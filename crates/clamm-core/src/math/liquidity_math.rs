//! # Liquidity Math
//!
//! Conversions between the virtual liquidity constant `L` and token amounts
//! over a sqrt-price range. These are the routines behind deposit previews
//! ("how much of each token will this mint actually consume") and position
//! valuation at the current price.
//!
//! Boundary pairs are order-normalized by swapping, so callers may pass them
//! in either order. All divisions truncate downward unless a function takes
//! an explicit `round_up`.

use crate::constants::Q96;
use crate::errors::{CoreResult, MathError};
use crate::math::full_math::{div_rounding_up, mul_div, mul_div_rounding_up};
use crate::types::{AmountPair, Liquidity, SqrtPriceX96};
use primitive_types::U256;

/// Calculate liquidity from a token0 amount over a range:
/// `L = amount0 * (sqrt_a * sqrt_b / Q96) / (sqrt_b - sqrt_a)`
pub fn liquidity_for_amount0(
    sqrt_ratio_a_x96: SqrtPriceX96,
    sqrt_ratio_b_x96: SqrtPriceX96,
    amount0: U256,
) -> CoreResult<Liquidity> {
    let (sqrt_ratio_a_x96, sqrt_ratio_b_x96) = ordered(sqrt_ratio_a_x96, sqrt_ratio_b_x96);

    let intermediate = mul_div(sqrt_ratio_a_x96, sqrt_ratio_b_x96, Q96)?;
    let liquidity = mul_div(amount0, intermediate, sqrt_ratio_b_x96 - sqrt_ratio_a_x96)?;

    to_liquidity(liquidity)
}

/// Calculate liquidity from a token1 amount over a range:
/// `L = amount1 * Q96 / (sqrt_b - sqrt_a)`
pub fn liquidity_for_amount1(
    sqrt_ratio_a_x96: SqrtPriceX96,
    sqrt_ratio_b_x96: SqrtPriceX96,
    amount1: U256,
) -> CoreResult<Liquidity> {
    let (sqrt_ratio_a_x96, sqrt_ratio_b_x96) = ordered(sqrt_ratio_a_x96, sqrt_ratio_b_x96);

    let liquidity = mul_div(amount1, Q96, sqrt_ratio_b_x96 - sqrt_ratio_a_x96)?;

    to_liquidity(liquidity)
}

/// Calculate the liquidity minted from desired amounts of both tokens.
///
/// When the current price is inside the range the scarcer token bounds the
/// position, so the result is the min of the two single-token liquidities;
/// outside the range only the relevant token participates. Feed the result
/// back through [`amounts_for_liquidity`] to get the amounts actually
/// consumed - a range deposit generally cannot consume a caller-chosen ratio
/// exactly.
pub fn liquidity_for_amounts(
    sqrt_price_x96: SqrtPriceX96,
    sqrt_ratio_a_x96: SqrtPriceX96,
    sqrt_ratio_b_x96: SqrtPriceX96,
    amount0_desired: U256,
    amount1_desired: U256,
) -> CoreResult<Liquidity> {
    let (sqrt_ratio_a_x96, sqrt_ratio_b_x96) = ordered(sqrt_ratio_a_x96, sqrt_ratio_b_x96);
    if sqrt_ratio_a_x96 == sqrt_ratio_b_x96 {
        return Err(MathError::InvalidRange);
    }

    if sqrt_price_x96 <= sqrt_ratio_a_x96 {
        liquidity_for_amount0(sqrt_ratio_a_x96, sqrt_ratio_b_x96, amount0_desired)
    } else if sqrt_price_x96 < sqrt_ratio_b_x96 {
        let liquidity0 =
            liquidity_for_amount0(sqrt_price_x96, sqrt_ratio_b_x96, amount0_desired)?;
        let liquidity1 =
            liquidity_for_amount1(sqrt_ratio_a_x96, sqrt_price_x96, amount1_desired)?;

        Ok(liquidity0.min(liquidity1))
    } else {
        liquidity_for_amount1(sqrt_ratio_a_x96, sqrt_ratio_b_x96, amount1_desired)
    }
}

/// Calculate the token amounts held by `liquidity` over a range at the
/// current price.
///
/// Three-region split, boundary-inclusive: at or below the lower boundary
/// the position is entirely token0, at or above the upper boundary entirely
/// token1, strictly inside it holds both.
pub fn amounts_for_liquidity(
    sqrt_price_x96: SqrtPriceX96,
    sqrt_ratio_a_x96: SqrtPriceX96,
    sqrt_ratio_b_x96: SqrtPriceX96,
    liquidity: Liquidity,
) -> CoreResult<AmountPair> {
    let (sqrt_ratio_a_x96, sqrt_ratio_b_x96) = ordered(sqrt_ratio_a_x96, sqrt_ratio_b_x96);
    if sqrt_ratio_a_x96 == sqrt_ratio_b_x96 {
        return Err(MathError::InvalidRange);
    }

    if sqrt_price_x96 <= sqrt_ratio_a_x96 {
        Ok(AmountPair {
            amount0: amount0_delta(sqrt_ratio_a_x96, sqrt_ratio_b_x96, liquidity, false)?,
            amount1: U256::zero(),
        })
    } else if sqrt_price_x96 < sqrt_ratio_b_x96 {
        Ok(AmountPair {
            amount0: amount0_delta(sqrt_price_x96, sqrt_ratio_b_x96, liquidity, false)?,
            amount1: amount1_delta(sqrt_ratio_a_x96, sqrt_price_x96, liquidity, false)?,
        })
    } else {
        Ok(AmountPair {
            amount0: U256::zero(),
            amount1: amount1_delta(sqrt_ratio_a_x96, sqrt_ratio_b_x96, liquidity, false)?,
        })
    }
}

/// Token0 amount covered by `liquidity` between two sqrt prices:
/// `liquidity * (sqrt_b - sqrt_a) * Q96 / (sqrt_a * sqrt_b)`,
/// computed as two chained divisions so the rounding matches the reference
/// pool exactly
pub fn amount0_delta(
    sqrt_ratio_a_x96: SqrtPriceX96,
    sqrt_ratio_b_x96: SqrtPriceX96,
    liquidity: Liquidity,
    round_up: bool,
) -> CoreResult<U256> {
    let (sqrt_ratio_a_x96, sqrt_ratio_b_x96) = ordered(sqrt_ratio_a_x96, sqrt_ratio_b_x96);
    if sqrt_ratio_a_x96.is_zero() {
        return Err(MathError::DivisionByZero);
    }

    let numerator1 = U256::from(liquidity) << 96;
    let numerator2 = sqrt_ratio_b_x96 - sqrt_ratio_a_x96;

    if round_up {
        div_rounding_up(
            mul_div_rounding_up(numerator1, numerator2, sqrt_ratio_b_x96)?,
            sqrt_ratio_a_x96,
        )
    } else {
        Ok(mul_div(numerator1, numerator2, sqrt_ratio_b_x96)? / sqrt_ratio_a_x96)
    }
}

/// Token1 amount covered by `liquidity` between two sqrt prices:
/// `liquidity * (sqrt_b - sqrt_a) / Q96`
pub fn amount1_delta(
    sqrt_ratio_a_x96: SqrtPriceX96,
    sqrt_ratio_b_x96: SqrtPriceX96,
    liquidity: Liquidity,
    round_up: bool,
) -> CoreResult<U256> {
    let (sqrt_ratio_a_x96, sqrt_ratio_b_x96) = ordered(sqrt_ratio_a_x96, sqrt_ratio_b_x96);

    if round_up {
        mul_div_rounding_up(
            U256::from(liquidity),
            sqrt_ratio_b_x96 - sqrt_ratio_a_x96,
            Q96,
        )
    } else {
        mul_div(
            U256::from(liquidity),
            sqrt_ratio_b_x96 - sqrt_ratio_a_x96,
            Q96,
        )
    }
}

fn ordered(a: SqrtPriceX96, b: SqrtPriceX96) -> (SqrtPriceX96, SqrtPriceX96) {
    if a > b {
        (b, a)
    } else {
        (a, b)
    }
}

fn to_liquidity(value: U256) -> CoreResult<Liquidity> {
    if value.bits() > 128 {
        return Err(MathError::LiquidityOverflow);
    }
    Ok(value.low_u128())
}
____________________
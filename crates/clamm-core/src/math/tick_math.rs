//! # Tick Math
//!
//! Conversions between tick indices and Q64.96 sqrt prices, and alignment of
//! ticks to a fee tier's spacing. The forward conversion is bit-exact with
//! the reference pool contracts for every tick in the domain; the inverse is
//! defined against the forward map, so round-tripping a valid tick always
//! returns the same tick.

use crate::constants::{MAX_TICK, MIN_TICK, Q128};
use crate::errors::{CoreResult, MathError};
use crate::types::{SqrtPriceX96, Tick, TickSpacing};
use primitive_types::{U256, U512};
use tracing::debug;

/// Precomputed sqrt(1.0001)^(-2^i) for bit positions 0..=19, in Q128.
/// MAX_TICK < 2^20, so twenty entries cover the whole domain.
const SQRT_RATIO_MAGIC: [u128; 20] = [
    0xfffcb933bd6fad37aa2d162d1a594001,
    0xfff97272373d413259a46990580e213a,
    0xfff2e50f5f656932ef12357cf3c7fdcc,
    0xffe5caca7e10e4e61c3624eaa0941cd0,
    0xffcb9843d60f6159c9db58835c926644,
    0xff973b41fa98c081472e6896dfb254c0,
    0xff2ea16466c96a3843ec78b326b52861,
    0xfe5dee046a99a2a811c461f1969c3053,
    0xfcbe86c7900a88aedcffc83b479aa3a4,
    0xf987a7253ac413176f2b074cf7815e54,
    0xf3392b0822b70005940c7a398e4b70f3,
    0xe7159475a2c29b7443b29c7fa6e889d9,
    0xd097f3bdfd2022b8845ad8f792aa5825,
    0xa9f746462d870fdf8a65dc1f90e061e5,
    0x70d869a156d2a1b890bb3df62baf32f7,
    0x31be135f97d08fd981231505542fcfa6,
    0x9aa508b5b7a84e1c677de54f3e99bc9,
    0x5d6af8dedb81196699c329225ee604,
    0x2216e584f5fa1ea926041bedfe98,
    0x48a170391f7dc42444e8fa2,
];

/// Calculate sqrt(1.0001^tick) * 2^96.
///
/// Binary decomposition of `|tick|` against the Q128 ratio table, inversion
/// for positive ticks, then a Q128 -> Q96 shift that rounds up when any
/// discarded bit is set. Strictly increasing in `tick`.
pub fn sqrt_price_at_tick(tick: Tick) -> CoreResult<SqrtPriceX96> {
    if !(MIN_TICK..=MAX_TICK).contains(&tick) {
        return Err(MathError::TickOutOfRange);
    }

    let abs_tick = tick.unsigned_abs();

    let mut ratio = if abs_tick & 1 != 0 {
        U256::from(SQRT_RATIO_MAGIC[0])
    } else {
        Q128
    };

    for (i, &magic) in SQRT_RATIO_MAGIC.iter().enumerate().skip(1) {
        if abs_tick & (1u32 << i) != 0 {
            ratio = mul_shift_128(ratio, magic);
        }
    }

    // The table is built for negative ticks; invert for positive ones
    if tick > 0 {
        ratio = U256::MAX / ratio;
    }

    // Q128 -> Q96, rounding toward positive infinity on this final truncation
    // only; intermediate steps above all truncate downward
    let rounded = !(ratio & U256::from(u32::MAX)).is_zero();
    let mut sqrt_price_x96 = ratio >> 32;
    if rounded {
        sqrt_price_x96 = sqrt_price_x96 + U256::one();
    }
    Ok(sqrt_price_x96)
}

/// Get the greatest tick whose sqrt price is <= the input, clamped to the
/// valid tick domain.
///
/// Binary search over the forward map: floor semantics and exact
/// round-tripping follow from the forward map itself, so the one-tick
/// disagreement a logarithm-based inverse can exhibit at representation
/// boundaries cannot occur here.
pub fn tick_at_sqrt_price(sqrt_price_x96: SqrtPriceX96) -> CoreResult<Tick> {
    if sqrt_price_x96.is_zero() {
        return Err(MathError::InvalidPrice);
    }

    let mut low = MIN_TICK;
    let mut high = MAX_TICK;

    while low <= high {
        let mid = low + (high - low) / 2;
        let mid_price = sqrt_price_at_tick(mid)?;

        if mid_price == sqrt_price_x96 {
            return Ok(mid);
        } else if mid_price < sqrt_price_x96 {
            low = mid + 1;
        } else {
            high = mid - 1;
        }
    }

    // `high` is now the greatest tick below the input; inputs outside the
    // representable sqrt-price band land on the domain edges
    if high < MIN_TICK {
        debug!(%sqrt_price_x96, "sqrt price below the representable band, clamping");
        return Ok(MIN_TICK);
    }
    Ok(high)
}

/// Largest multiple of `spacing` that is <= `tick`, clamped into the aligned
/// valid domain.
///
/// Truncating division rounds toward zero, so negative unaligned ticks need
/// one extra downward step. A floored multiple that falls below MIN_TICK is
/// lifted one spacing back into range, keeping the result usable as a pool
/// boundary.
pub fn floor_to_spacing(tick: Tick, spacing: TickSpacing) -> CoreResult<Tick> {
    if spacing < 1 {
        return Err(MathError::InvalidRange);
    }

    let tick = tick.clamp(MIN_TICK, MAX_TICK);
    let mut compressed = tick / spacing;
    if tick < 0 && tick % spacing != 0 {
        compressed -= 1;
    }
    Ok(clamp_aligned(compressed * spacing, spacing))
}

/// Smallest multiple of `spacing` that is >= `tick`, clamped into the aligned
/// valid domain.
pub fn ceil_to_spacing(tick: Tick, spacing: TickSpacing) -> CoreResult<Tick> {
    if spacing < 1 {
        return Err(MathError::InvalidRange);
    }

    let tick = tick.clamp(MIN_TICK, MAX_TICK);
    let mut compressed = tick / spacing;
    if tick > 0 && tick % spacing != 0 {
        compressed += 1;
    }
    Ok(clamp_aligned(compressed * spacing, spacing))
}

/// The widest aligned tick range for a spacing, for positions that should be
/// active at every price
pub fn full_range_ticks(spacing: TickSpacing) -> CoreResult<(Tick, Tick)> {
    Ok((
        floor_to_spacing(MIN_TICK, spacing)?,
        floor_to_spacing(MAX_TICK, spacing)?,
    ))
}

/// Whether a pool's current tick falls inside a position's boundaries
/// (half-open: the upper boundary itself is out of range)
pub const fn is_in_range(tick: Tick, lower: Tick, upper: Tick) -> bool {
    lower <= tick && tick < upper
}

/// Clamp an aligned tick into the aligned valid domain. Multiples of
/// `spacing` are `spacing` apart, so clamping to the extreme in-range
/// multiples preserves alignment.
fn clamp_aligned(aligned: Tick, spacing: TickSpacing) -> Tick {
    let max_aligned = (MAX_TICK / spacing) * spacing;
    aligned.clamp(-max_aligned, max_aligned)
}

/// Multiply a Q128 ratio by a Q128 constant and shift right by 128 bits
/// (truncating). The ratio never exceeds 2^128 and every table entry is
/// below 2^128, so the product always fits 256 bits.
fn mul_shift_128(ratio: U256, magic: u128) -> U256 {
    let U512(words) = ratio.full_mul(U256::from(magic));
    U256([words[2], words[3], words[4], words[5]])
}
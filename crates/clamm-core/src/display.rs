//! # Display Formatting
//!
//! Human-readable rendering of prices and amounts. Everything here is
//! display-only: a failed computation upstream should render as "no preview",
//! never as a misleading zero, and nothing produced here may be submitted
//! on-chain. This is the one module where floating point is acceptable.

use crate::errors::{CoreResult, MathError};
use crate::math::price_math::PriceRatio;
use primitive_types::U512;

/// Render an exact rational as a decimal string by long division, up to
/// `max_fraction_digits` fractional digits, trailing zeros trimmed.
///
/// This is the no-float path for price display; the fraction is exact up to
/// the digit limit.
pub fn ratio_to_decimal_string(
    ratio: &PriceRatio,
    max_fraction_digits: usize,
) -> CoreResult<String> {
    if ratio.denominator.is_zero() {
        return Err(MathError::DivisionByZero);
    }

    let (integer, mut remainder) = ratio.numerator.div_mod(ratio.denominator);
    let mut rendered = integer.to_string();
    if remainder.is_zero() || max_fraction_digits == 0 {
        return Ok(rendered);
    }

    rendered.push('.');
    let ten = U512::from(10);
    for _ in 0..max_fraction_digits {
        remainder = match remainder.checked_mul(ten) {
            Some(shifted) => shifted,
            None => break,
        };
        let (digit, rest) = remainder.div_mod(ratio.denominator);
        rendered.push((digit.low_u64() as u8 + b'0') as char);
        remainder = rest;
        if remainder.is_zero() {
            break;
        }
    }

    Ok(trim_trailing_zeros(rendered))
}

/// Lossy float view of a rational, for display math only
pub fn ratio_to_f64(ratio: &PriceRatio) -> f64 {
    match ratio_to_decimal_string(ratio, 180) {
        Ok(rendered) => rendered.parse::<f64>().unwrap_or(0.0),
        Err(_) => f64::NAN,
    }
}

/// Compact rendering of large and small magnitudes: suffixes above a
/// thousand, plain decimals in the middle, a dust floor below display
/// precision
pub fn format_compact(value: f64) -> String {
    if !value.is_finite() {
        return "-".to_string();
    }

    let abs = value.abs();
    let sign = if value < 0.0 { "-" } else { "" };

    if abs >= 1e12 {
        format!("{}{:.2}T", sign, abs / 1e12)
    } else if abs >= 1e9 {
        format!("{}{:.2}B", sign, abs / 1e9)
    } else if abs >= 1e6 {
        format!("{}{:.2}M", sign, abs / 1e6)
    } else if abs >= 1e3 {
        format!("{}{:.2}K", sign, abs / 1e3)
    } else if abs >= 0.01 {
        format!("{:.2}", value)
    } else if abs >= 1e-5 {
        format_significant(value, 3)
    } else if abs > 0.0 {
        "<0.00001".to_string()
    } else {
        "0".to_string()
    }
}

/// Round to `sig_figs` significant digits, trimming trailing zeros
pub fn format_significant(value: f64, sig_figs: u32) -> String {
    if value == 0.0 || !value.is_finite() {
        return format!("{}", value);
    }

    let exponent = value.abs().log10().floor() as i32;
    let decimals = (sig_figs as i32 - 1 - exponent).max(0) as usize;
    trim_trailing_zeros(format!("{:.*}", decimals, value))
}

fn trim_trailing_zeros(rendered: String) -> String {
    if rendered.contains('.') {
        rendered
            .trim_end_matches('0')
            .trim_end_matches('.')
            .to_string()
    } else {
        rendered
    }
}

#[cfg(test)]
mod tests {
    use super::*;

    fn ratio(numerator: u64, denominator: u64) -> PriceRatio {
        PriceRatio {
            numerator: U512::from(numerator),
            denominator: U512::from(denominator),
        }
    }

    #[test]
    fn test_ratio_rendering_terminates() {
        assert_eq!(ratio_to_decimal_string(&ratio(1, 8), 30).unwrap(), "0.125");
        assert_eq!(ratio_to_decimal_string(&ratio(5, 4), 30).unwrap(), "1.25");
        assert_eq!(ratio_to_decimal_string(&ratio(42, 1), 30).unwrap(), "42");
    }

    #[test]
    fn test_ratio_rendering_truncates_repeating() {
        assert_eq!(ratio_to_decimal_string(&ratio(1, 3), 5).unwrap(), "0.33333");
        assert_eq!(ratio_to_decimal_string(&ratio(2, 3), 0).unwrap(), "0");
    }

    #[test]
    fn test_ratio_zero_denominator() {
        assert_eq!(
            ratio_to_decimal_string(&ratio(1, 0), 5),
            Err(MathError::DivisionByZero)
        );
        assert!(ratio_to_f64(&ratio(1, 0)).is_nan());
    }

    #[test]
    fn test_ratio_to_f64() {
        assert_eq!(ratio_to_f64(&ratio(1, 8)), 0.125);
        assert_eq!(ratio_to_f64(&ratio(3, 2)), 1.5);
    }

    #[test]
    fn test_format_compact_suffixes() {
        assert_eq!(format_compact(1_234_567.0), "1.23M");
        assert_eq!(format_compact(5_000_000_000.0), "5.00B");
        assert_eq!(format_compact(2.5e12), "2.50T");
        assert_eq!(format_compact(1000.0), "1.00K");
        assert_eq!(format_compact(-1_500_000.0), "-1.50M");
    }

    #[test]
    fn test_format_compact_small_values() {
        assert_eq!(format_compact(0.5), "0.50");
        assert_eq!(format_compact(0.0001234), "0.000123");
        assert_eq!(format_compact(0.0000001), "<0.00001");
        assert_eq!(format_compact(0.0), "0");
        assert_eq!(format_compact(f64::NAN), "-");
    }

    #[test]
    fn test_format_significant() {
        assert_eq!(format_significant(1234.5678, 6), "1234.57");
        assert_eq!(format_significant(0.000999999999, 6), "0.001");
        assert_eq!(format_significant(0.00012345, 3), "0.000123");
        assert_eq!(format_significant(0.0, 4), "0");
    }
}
____________________
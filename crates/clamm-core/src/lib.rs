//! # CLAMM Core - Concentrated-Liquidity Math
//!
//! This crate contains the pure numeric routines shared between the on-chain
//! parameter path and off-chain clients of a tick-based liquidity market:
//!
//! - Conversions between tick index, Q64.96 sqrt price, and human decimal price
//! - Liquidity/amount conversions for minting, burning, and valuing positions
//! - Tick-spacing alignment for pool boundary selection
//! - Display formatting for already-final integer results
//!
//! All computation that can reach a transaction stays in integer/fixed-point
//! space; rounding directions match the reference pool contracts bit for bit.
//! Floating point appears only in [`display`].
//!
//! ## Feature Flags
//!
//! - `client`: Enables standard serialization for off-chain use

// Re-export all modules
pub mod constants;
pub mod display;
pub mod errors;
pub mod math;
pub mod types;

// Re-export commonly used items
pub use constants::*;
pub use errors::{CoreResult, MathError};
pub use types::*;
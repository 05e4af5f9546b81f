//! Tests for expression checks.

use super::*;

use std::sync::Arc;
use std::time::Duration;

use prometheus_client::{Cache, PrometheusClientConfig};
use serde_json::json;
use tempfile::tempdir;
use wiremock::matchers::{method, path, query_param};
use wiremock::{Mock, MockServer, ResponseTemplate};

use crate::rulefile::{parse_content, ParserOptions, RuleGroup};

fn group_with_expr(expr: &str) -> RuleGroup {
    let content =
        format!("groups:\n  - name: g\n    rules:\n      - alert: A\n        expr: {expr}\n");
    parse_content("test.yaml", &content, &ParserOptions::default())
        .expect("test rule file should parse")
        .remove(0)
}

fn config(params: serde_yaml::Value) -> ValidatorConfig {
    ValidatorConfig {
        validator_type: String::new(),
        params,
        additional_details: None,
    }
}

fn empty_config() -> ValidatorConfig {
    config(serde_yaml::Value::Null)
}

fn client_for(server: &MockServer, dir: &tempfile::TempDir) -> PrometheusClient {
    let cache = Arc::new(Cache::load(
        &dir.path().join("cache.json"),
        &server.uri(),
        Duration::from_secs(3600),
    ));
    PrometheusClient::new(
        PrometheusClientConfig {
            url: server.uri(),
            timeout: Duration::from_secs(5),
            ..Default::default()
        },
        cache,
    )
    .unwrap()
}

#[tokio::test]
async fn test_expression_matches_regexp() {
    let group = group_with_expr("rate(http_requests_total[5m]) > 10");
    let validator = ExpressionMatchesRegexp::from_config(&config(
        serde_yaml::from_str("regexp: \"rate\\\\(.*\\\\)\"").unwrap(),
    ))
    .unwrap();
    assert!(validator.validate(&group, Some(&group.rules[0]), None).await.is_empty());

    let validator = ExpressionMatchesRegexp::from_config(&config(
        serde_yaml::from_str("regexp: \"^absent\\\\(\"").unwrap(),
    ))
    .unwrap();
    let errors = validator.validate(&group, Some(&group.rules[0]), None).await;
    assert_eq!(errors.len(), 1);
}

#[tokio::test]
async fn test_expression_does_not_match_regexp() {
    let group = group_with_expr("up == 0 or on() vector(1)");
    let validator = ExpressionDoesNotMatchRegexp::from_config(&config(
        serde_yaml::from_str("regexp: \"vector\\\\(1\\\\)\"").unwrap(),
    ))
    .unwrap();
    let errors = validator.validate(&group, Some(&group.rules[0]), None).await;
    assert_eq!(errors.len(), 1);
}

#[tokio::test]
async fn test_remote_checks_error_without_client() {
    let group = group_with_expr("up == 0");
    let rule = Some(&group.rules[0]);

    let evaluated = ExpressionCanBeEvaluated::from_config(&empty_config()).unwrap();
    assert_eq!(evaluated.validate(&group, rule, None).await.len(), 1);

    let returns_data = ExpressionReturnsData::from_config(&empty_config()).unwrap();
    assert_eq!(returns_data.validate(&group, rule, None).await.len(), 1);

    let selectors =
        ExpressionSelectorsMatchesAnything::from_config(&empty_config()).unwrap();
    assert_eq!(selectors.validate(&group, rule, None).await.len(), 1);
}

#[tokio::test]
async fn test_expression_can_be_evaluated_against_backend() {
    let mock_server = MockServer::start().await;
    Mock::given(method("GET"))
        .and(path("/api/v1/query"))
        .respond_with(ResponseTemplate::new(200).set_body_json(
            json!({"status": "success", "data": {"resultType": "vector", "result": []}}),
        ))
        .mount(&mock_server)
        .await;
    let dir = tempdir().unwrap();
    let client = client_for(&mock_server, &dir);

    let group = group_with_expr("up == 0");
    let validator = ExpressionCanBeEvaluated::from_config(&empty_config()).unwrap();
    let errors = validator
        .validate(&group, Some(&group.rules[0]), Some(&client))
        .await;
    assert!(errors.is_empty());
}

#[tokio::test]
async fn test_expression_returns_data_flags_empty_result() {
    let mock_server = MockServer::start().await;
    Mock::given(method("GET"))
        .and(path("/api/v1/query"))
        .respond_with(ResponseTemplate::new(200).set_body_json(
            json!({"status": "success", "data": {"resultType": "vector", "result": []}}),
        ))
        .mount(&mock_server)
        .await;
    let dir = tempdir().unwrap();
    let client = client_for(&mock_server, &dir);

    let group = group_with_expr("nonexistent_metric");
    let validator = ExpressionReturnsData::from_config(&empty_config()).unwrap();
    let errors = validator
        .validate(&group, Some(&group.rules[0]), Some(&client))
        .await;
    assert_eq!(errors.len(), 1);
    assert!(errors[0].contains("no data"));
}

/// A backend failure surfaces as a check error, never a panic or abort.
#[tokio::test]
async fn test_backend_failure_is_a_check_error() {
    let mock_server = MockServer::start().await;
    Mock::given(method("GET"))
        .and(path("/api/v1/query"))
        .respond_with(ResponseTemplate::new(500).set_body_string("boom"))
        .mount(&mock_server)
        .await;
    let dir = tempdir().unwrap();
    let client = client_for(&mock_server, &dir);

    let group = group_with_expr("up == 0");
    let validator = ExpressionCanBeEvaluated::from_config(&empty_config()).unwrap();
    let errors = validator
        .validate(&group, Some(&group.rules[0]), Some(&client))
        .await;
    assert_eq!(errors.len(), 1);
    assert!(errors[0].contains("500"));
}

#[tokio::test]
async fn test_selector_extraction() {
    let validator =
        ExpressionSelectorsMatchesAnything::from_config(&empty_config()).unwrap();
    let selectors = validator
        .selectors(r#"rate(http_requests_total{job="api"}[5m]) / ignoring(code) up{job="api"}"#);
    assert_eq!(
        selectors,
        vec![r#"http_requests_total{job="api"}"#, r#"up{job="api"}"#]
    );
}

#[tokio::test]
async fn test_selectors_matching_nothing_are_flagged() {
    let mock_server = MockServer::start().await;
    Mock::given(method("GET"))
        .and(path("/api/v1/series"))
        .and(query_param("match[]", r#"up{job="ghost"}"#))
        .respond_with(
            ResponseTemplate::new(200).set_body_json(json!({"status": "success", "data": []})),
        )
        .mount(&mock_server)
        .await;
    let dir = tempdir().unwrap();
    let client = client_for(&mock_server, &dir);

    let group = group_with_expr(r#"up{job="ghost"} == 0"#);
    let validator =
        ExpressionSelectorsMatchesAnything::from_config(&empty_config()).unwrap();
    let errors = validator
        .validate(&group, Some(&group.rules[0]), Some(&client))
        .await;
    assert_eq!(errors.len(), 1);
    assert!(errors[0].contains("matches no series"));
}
____________________
## Problem to work on:
Say how many lines in the listing above hold "falls". Give the number only.

## Written solution:
2